For this workshop young people from Leith Academy worked as a team of architects on designing and constructing a temporary structure / lodge to function as a study/meeting place within the Rhubaba that could potentially be re-constructed in the disused space at the back of the library so as to provide them with a common room. Emma Wood (Collective Architecture, Glasgow) acted as an advisor with Lucy Pawlak and members of the Rhubaba committee assisting.
As part of the session community based projects involving modification, reconstruction and redesign of pre-existing spaces were discussed (incl Hans Rucker Co, Michael Rakowitz, Assemble/ Folly For a Flyover, Recitas Urbanas / Santiago Cirugeda, Krjin De Koning)
See The Heidelberg Project, Detroit, on Google maps here
“If we accept that society is made and imagined then we can also believe that it can be remade and reimagined”
David Harvey, Spaces of Hope.
Magic Hour #004
a workshop with with Luke Williams.
Public space is only as interesting as the characters who populate it. And how public is public space, really? How much of an imprint is left upon it by the people who use it? What do the spaces we move through tell us about the people we pass? These are just some of the questions we might come up with on our collaborative writing workshop.
Stand with us as we look around at this space we’ve created together. A space we’ve imagined and peopled with a mob of characters or Points Of View. It’s not so much ‘public’ as ours.

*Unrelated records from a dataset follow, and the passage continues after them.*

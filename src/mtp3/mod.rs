//! MTP3 network layer (Q.704)
//!
//! A network multiplexes layer 2 links into a linkset, selects one link per
//! outgoing MSU from the SLS and delivers incoming MSUs upward. The
//! [`Router`](router::Router) composes networks, keeps route state and acts
//! as a transfer point when so configured.

mod router;
mod snm;

pub use router::{Route, Router};
pub use snm::{Snm, SnmMsg};

use crate::config::Mtp3Config;
use crate::engine::{Engine, SigComponent, SigTimer, TICK_IDLE};
use crate::errors::Mtp3Error;
use crate::mtp2::{L2Link, L2Op, Mtp2User};
use crate::types::{Msu, NetworkIndicator, PcType, PointCode, Sio};
use crate::si;
use async_trait::async_trait;
use bytes::{Buf, BufMut, Bytes, BytesMut};
use serde::{Deserialize, Serialize};
use std::sync::atomic::{AtomicU32, AtomicU8, Ordering};
use std::sync::{Arc, Mutex, RwLock, Weak};
use std::time::{Duration, Instant};
use tracing::{debug, info, warn};

/// Routing label: destination, origination and signalling link selection
#[derive(Debug, Clone, Copy, PartialEq, Eq)]
pub struct Label {
    pub pc_type: PcType,
    pub dpc: PointCode,
    pub opc: PointCode,
    pub sls: u8,
}

impl Label {
    pub fn new(pc_type: PcType, dpc: PointCode, opc: PointCode, sls: u8) -> Self {
        Self { pc_type, dpc, opc, sls: sls & pc_type.sls_mask() }
    }

    /// Swap direction, keeping the SLS
    pub fn inverted(&self) -> Self {
        Self { pc_type: self.pc_type, dpc: self.opc, opc: self.dpc, sls: self.sls }
    }

    /// Append the packed label, least significant octet first
    pub fn encode(&self, buf: &mut BytesMut) {
        let bits = self.pc_type.bits();
        let value: u64 = self.dpc.pack(self.pc_type) as u64
            | ((self.opc.pack(self.pc_type) as u64) << bits)
            | (((self.sls & self.pc_type.sls_mask()) as u64) << (2 * bits));
        for i in 0..self.pc_type.label_octets() {
            buf.put_u8(((value >> (8 * i)) & 0xFF) as u8);
        }
    }

    pub fn decode(pc_type: PcType, buf: &mut Bytes) -> Option<Self> {
        let octets = pc_type.label_octets();
        if buf.remaining() < octets {
            return None;
        }
        let mut value: u64 = 0;
        for i in 0..octets {
            value |= (buf.get_u8() as u64) << (8 * i);
        }
        let bits = pc_type.bits();
        let mask = (1u64 << bits) - 1;
        Some(Self {
            pc_type,
            dpc: PointCode::unpack(pc_type, (value & mask) as u32),
            opc: PointCode::unpack(pc_type, ((value >> bits) & mask) as u32),
            sls: ((value >> (2 * bits)) as u8) & pc_type.sls_mask(),
        })
    }
}
impl Q931Call {
    fn new(call_ref: u16, originator: bool, channel: u8, cfg: &Q931Config) -> Arc<Self> {
        Arc::new(Self {
            call_ref,
            originator,
            channel,
            data: Mutex::new(Q931CallData {
                state: Q931State::Null,
                cause: None,
                called: String::new(),
                t302_overlap: SigTimer::new(cfg.t302_ms),
                t303_setup: SigTimer::new(cfg.t303_ms),
                t305_disconnect: SigTimer::new(cfg.t305_ms),
                t308_release: SigTimer::new(cfg.t308_ms),
                t313_connect: SigTimer::new(cfg.t313_ms),
                setup_retries: SigCounter::new(1),
            }),
        })
    }

    pub fn call_ref(&self) -> u16 {
        self.call_ref
    }

    pub fn channel(&self) -> u8 {
        self.channel
    }

    pub fn state(&self) -> Q931State {
        self.data.lock().unwrap().state
    }

    pub fn cause(&self) -> Option<u8> {
        self.data.lock().unwrap().cause
    }

    fn msg(&self, mtype: u8) -> Q931Message {
        Q931Message::new(mtype, self.call_ref, self.originator)
    }

    fn release_complete(&self, data: &mut Q931CallData, value: u8) -> Vec<Q931Action> {
        data.state = Q931State::Null;
        data.cause = Some(value);
        let mut rc = self.msg(mt::RELEASE_COMPLETE);
        rc.set_cause(value);
        let mut params = HashMap::new();
        params.insert("cause".to_string(), value.to_string());
        vec![
            Q931Action::Send(rc),
            Q931Action::Event(CallEvent::Release, params),
            Q931Action::Finished,
        ]
    }

    fn status(&self, data: &Q931CallData, value: u8) -> Q931Action {
        let mut status = self.msg(mt::STATUS);
        status.set_cause(value);
        status.set_call_state(data.state.value());
        Q931Action::Send(status)
    }

    fn handle_message(&self, msg: &Q931Message) -> Vec<Q931Action> {
        use Q931State::*;
        let mut data = self.data.lock().unwrap();
        debug!(
            callref = self.call_ref,
            mtype = msg.mtype,
            state = data.state.name(),
            "call message"
        );
        match msg.mtype {
            mt::SETUP_ACK => match data.state {
                CallInitiated => {
                    data.state = OverlapSend;
                    data.t303_setup.stop();
                    data.t302_overlap.start(Instant::now());
                    vec![Q931Action::Event(CallEvent::Accept, msg.to_params())]
                }
                _ => vec![self.status(&data, cause::WRONG_MESSAGE)],
            },
            mt::PROCEEDING => match data.state {
                CallInitiated | OverlapSend => {
                    data.state = OutgoingProceeding;
                    data.t303_setup.stop();
                    data.t302_overlap.stop();
                    vec![Q931Action::Event(CallEvent::Accept, msg.to_params())]
                }
                _ => vec![self.status(&data, cause::WRONG_MESSAGE)],
            },
            mt::ALERTING => match data.state {
                CallInitiated | OverlapSend | OutgoingProceeding => {
                    data.state = CallDelivered;
                    data.t303_setup.stop();
                    vec![Q931Action::Event(CallEvent::Ringing, msg.to_params())]
                }
                _ => vec![self.status(&data, cause::WRONG_MESSAGE)],
            },
            mt::PROGRESS => {
                vec![Q931Action::Event(CallEvent::Progress, msg.to_params())]
            }
            mt::SETUP => vec![self.status(&data, cause::WRONG_MESSAGE)],
            mt::CONNECT => match data.state {
                CallInitiated | OverlapSend | OutgoingProceeding | CallDelivered => {
                    data.state = Active;
                    data.t303_setup.stop();
                    vec![
                        Q931Action::Send(self.msg(mt::CONNECT_ACK)),
                        Q931Action::Event(CallEvent::Answer, msg.to_params()),
                    ]
                }
                _ => vec![self.status(&data, cause::WRONG_MESSAGE)],
            },
            mt::CONNECT_ACK => match data.state {
                ConnectReq => {
                    data.state = Active;
                    data.t313_connect.stop();
                    vec![Q931Action::Event(CallEvent::Answer, msg.to_params())]
                }
                Active => Vec::new(),
                _ => vec![self.status(&data, cause::WRONG_MESSAGE)],
            },
            mt::INFO => match data.state {
                OverlapRecv | OverlapSend => {
                    if let Some(called) = msg.called() {
                        data.called.push_str(&called);
                    }
                    data.t302_overlap.start(Instant::now());
                    let mut params = msg.to_params();
                    params.insert("called".to_string(), data.called.clone());
                    vec![Q931Action::Event(CallEvent::Info, params)]
                }
                _ => vec![Q931Action::Event(CallEvent::Info, msg.to_params())],
            },
            mt::DISCONNECT => {
                data.state = DisconnectIndication;
                data.cause = msg.cause();
                data.t305_disconnect.stop();
                // Answer with RELEASE and wait for the completion
                data.state = ReleaseReq;
                data.t308_release.start(Instant::now());
                vec![
                    Q931Action::Send(self.msg(mt::RELEASE)),
                    Q931Action::Event(CallEvent::Release, msg.to_params()),
                ]
            }
            mt::RELEASE => {
                data.cause = data.cause.or_else(|| msg.cause());
                let value = data.cause.unwrap_or(cause::NORMAL_CLEARING);
                data.state = Q931State::Null;
                let mut params = msg.to_params();
                params.entry("cause".to_string()).or_insert_with(|| value.to_string());
                vec![
                    Q931Action::Send(self.msg(mt::RELEASE_COMPLETE)),
                    Q931Action::Event(CallEvent::Release, params),
                    Q931Action::Finished,
                ]
            }
            mt::RELEASE_COMPLETE => {
                data.state = Q931State::Null;
                data.cause = data.cause.or_else(|| msg.cause());
                vec![Q931Action::Event(CallEvent::Release, msg.to_params()), Q931Action::Finished]
            }
            mt::SUSPEND => match data.state {
                Active => {
                    vec![
                        Q931Action::Send(self.msg(mt::SUSPEND_ACK)),
                        Q931Action::Event(CallEvent::Suspend, msg.to_params()),
                    ]
                }
                _ => {
                    let mut reject = self.msg(mt::SUSPEND_REJECT);
                    reject.set_cause(cause::WRONG_MESSAGE);
                    vec![Q931Action::Send(reject)]
                }
            },
            mt::RESUME => match data.state {
                Active => vec![
                    Q931Action::Send(self.msg(mt::RESUME_ACK)),
                    Q931Action::Event(CallEvent::Resume, msg.to_params()),
                ],
                _ => {
                    let mut reject = self.msg(mt::RESUME_REJECT);
                    reject.set_cause(cause::WRONG_MESSAGE);
                    vec![Q931Action::Send(reject)]
                }
            },
            mt::STATUS_ENQUIRY => {
                vec![self.status(&data, cause::NORMAL_UNSPECIFIED)]
            }
            mt::STATUS => {
                debug!(callref = self.call_ref, "status received");
                Vec::new()
            }
            mt::NOTIFY | mt::USER_INFO => {
                vec![Q931Action::Event(CallEvent::Message, msg.to_params())]
            }
            _ => vec![self.status(&data, cause::MESSAGE_TYPE_NONEXISTENT)],
        }
    }

    fn tick(&self, now: Instant) -> Vec<Q931Action> {
        let mut data = self.data.lock().unwrap();
        let mut actions = Vec::new();
        if data.t303_setup.fired(now) {
            data.t303_setup.stop();
            if data.state == Q931State::CallInitiated {
                if data.setup_retries.inc() {
                    // One SETUP retransmission before giving up
                    data.t303_setup.start(now);
                    let mut setup = self.msg(mt::SETUP);
                    setup.set_called(&data.called, 1);
                    setup.set_channel(self.channel);
                    actions.push(Q931Action::Send(setup));
                } else {
                    actions.extend(self.release_complete(&mut data, cause::NO_USER_RESPONSE));
                }
            }
        }
        if data.t302_overlap.fired(now) {
            data.t302_overlap.stop();
            if matches!(data.state, Q931State::OverlapSend | Q931State::OverlapRecv) {
                // Overlap window closed; the number is complete
                actions.push(Q931Action::Event(CallEvent::Complete, HashMap::new()));
            }
        }
        if data.t305_disconnect.fired(now) {
            data.t305_disconnect.stop();
            if data.state == Q931State::DisconnectReq {
                data.state = Q931State::ReleaseReq;
                data.t308_release.start(now);
                let mut release = self.msg(mt::RELEASE);
                release.set_cause(data.cause.unwrap_or(cause::NORMAL_CLEARING));
                actions.push(Q931Action::Send(release));
            }
        }
        if data.t308_release.fired(now) {
            data.t308_release.stop();
            if data.state == Q931State::ReleaseReq {
                warn!(callref = self.call_ref, "release unacknowledged, aborting");
                data.state = Q931State::Null;
                let mut params = HashMap::new();
                params.insert(
                    "cause".to_string(),
                    cause::RECOVERY_ON_TIMER_EXPIRY.to_string(),
                );
                actions.push(Q931Action::Event(CallEvent::Release, params));
                actions.push(Q931Action::Finished);
            }
        }
        if data.t313_connect.fired(now) {
            data.t313_connect.stop();
            if data.state == Q931State::ConnectReq {
                actions.extend(self.release_complete(&mut data, cause::RECOVERY_ON_TIMER_EXPIRY));
            }
        }
        actions
    }
}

Luke Williams is a writer based in London and Edinburgh. His first novel, The Echo Chamber, was published in 2011 and won the Saltire First Book Award. Luke’s practice is research-based and seeks, via collaborative practice and the use of formal constraints, to explore the gap between history and story. With his primary collaborator, the writer Natasha Soobramanien, Luke is currently working on a hybrid fiction based on the island of Diego Garcia.
You can download an edited version of some of the writing generated from this workshop here.
Magic Hour #005
A group of cyclists visiting the space provided and opportunity to explore strategies and structures for collective musical improvisation (with or without a conductor?).
Golden Hour #003
A floating meeting in an offsite location with the Rhubaba Committee, including reading a poem while treading water, sweet singing and making moves / landscaping on a hill.
Magic Hour #006
Catriona is an actor and physical performer based in Cardiff, with a particular interest in devised work and cabaret. Recent work includes outdoor site-specific dance projects with Constanza Macras DorkyPark in Berlin, and National Theatre Wales in North Wales. Please see www.catrionajames.com for full credits and up-to-date news.

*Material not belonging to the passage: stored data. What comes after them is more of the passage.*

impl Router {
    pub fn new(name: &str, cfg: RouterConfig) -> Arc<Self> {
        let router = Arc::new(Self {
            name: name.to_string(),
            timers: Mutex::new(RouterTimers {
                t_restart: SigTimer::new(cfg.restart_ms),
                t_isolate: SigTimer::new(cfg.isolate_ms),
                t_route_test: SigTimer::new(cfg.route_test_ms),
                t_traffic: SigTimer::new(cfg.traffic_ok_ms),
                phase: RestartPhase::Idle,
            }),
            cfg: RwLock::new(cfg),
            networks: RwLock::new(Vec::new()),
            users: RwLock::new(Vec::new()),
            routes: Mutex::new(HashMap::new()),
            snm: RwLock::new(None),
            engine: RwLock::new(Weak::new()),
        });
        let snm = Arc::new(Snm::new(Arc::downgrade(&router)));
        *router.snm.write().unwrap() = Some(snm);
        router
    }

    pub fn set_engine(&self, engine: &Arc<Engine>) {
        *self.engine.write().unwrap() = Arc::downgrade(engine);
    }

    /// Attach a network below this router and route to its adjacent point
    pub fn attach_network(self: &Arc<Self>, network: Arc<Mtp3Network>) {
        network.set_user(Arc::downgrade(self) as Weak<dyn Mtp3User>);
        let pc_type = network.pc_type();
        let adjacent = network.adjacent_pc();
        self.add_route(pc_type, adjacent, 0, 0, 272, &network);
        self.networks.write().unwrap().push(network);
    }

    /// Attach a layer 4 user for one service indicator
    pub fn attach_user(&self, service: u8, user: &Arc<dyn Mtp3User>) {
        let mut users = self.users.write().unwrap();
        users.retain(|e| e.service != service);
        users.push(UserEntry { service, user: Arc::downgrade(user) });
    }

    /// Create or extend a route toward `dest` through `network`
    pub fn add_route(
        &self,
        pc_type: PcType,
        dest: PointCode,
        priority: u32,
        shift: u8,
        max_data: usize,
        network: &Arc<Mtp3Network>,
    ) {
        let mut routes = self.routes.lock().unwrap();
        let route = routes
            .entry((pc_type, dest.pack(pc_type)))
            .or_insert_with(|| Route::new(pc_type, dest, priority, shift, max_data));
        if !route.networks.iter().any(|w| w.as_ptr() == Arc::as_ptr(network)) {
            route.networks.push(Arc::downgrade(network));
        }
    }

    pub fn route_state(&self, pc_type: PcType, dest: PointCode) -> Option<RouteState> {
        self.routes.lock().unwrap().get(&(pc_type, dest.pack(pc_type))).map(|r| r.state)
    }

    fn network_for(&self, pc_type: PcType) -> Option<Arc<Mtp3Network>> {
        self.networks
            .read()
            .unwrap()
            .iter()
            .find(|n| n.pc_type() == pc_type && n.operational())
            .cloned()
    }

    fn local_pc(&self, pc_type: PcType) -> Option<PointCode> {
        self.networks
            .read()
            .unwrap()
            .iter()
            .find(|n| n.pc_type() == pc_type)
            .map(|n| n.local_pc())
    }

    /// Transmit one MSU on behalf of a layer 4 user
    pub fn transmit_msu(&self, sio: Sio, label: &Label, payload: &[u8]) -> Result<(), Mtp3Error> {
        let packed = label.dpc.pack(label.pc_type);
        let mut routes = self.routes.lock().unwrap();
        if let Some(route) = routes.get_mut(&(label.pc_type, packed)) {
            if payload.len() + 1 + label.pc_type.label_octets() > route.max_data {
                return Err(Mtp3Error::Oversize(payload.len()));
            }
            match route.state {
                RouteState::Prohibited => return Err(Mtp3Error::RouteProhibited(packed)),
                RouteState::Congestion if route.buffered.len() < 64 => {
                    // Hold while controlled rerouting settles
                    route.buffered.push_back((
                        sio,
                        *label,
                        Bytes::copy_from_slice(payload),
                    ));
                    route.congestion_events += 1;
                    return Ok(());
                }
                _ => {}
            }
            let network = route.first_operational().ok_or(Mtp3Error::NoRoute(packed))?;
            let mut out = *label;
            out.sls >>= route.shift;
            drop(routes);
            return network.transmit_msu(sio, &out, payload);
        }
        drop(routes);
        // Default route: any operational network of the dialect
        let network = self.network_for(label.pc_type).ok_or(Mtp3Error::NoRoute(packed))?;
        network.transmit_msu(sio, label, payload)
    }

    /// Send a management message toward the label's destination
    pub(crate) fn send_snm(&self, msg: SnmMsg, label: &Label) {
        let payload = msg.encode(label.pc_type);
        let network = match self.network_for(label.pc_type) {
            Some(n) => n,
            None => return,
        };
        let sio = Sio::new(si::SNM, 3, network.network_indicator());
        if let Err(err) = network.transmit_msu(sio, label, &payload) {
            debug!(router = %self.name, %err, "failed to send SNM message");
        }
    }

    /// Apply a route state learned from management traffic or local events
    pub fn apply_route_state(
        &self,
        pc_type: PcType,
        dest: PointCode,
        state: RouteState,
        origin: Option<PointCode>,
    ) {
        let flush = {
            let mut routes = self.routes.lock().unwrap();
            let route = routes
                .entry((pc_type, dest.pack(pc_type)))
                .or_insert_with(|| Route::new(pc_type, dest, 0, 0, 272));
            if route.state == state {
                return;
            }
            info!(router = %self.name, dest = %dest, state = state.name(), "route state changed");
            route.state = state;
            if state == RouteState::Allowed {
                std::mem::take(&mut route.buffered)
            } else {
                VecDeque::new()
            }
        };
        for (sio, label, payload) in flush {
            let _ = self.transmit_msu(sio, &label, &payload);
        }
        // Notify layer 4 users and the host
        let users = self.users.read().unwrap();
        let snapshot: Vec<Arc<dyn Mtp3User>> =
            users.iter().filter_map(|e| e.user.upgrade()).collect();
        drop(users);
        for user in snapshot {
            user.route_status(pc_type, dest, state);
        }
        if let Some(engine) = self.engine.read().unwrap().upgrade() {
            engine.notify(
                &self.name,
                Notification::RouteStateChanged { pc_type, destination: dest, state },
            );
        }
        // A transfer point advertises the change to its other neighbours
        let cfg = self.cfg.read().unwrap();
        if cfg.transfer && !cfg.transfer_silent {
            if state == RouteState::Prohibited && !cfg.send_prohibited {
                return;
            }
            drop(cfg);
            let msg = match state {
                RouteState::Prohibited => SnmMsg::Tfp { dest },
                RouteState::Restricted => SnmMsg::Tfr { dest },
                RouteState::Allowed => SnmMsg::Tfa { dest },
                RouteState::Congestion => SnmMsg::Tfc { dest, status: 1 },
                RouteState::Unknown => return,
            };
            let networks = self.networks.read().unwrap().clone();
            for network in networks {
                if network.pc_type() != pc_type {
                    continue;
                }
                let neighbour = network.adjacent_pc();
                if Some(neighbour) == origin || neighbour == dest {
                    continue;
                }
                let label = Label::new(pc_type, neighbour, network.local_pc(), 0);
                self.send_snm(msg, &label);
            }
        }
    }

    /// Answer an RST/RSR with the current state of the tested route
    pub(crate) fn answer_route_test(&self, dest: PointCode, from: &Label) {
        let state = self
            .route_state(from.pc_type, dest)
            .unwrap_or(RouteState::Prohibited);
        let reply = match state {
            RouteState::Allowed | RouteState::Congestion => SnmMsg::Tfa { dest },
            RouteState::Restricted => SnmMsg::Tfr { dest },
            _ => SnmMsg::Tfp { dest },
        };
        self.send_snm(reply, &from.inverted());
    }

    /// TRA from an adjacent point: its routes are usable again
    pub(crate) fn adjacent_restarted(&self, pc_type: PcType, adjacent: PointCode) {
        debug!(router = %self.name, adjacent = %adjacent, "traffic restart allowed");
        self.apply_route_state(pc_type, adjacent, RouteState::Allowed, Some(adjacent));
    }

    /// Peer reports one of our user parts unavailable
    pub(crate) fn user_part_unavailable(
        &self,
        pc_type: PcType,
        dest: PointCode,
        part: u8,
        cause: u8,
    ) {
        warn!(router = %self.name, dest = %dest, part, cause, "user part unavailable");
        let users = self.users.read().unwrap();
        let snapshot: Vec<Arc<dyn Mtp3User>> = users
            .iter()
            .filter(|e| e.service == part)
            .filter_map(|e| e.user.upgrade())
            .collect();
        drop(users);
        for user in snapshot {
            user.route_status(pc_type, dest, RouteState::Prohibited);
        }
    }

    /// Inhibit bits addressed by the SLC carried in a management label
    pub(crate) fn inhibit_by_slc(&self, label: &Label, set: u32, clear: u32) {
        let networks = self.networks.read().unwrap();
        for network in networks.iter() {
            if network.pc_type() == label.pc_type && network.adjacent_pc() == label.opc {
                network.inhibit_link(label.sls, set, clear);
                return;
            }
        }
    }

    pub(crate) fn slc_inhibited(&self, label: &Label, mask: u32) -> bool {
        let networks = self.networks.read().unwrap();
        networks
            .iter()
            .filter(|n| n.pc_type() == label.pc_type && n.adjacent_pc() == label.opc)
            .filter_map(|n| n.link_inhibit(label.sls))
            .any(|bits| bits & mask != 0)
    }

    fn complete_restart(&self) {
        let networks = self.networks.read().unwrap().clone();
        info!(router = %self.name, "restart complete, sending TRA");
        for network in networks {
            let label = Label::new(
                network.pc_type(),
                network.adjacent_pc(),
                network.local_pc(),
                0,
            );
            self.send_snm(SnmMsg::Tra, &label);
            self.apply_route_state(
                network.pc_type(),
                network.adjacent_pc(),
                RouteState::Allowed,
                None,
            );
        }
    }

    fn isolated(&self) {
        warn!(router = %self.name, "signalling point isolated");
        let entries: Vec<(PcType, PointCode)> = {
            let routes = self.routes.lock().unwrap();
            routes.values().map(|r| (r.pc_type, r.dest)).collect()
        };
        for (pc_type, dest) in entries {
            self.apply_route_state(pc_type, dest, RouteState::Prohibited, None);
        }
    }
}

In Pawlak’s film, a prodigal son returns to his family home, a strange ingrown world deep inside the forest. He intends to train his relations to become actors according to his method. As the program unfolds his obfuscation of the line between fantasy and reality rises alongside his obsession with the “Hero’s Quest”, Hollywood’s standard narrative arc.
The structural principles of this monomyth are chewed up and regurgitated in this blackly comic look at roles and patterns within the family and society. The film employs various forms of improvisation around frameworks and reflects upon the potential for autonomy within structure. Masks are worn for the duration allowing for performers to switch between roles.
The Inspection House (training for the family in how to act) features The Samsonov Film and Theatre Co-Operative: Joaquin Del Paso, Catriona James, Adrian Gillott, Almira Bekkulova, Francis Moore, Tato Kotetishvili, Susan Pawlak, Gabriela Kite, Fredrik Olssen, Lucy Pawlak, Irek Grzyb and Maria Czechowska. Duration: 90 minutes.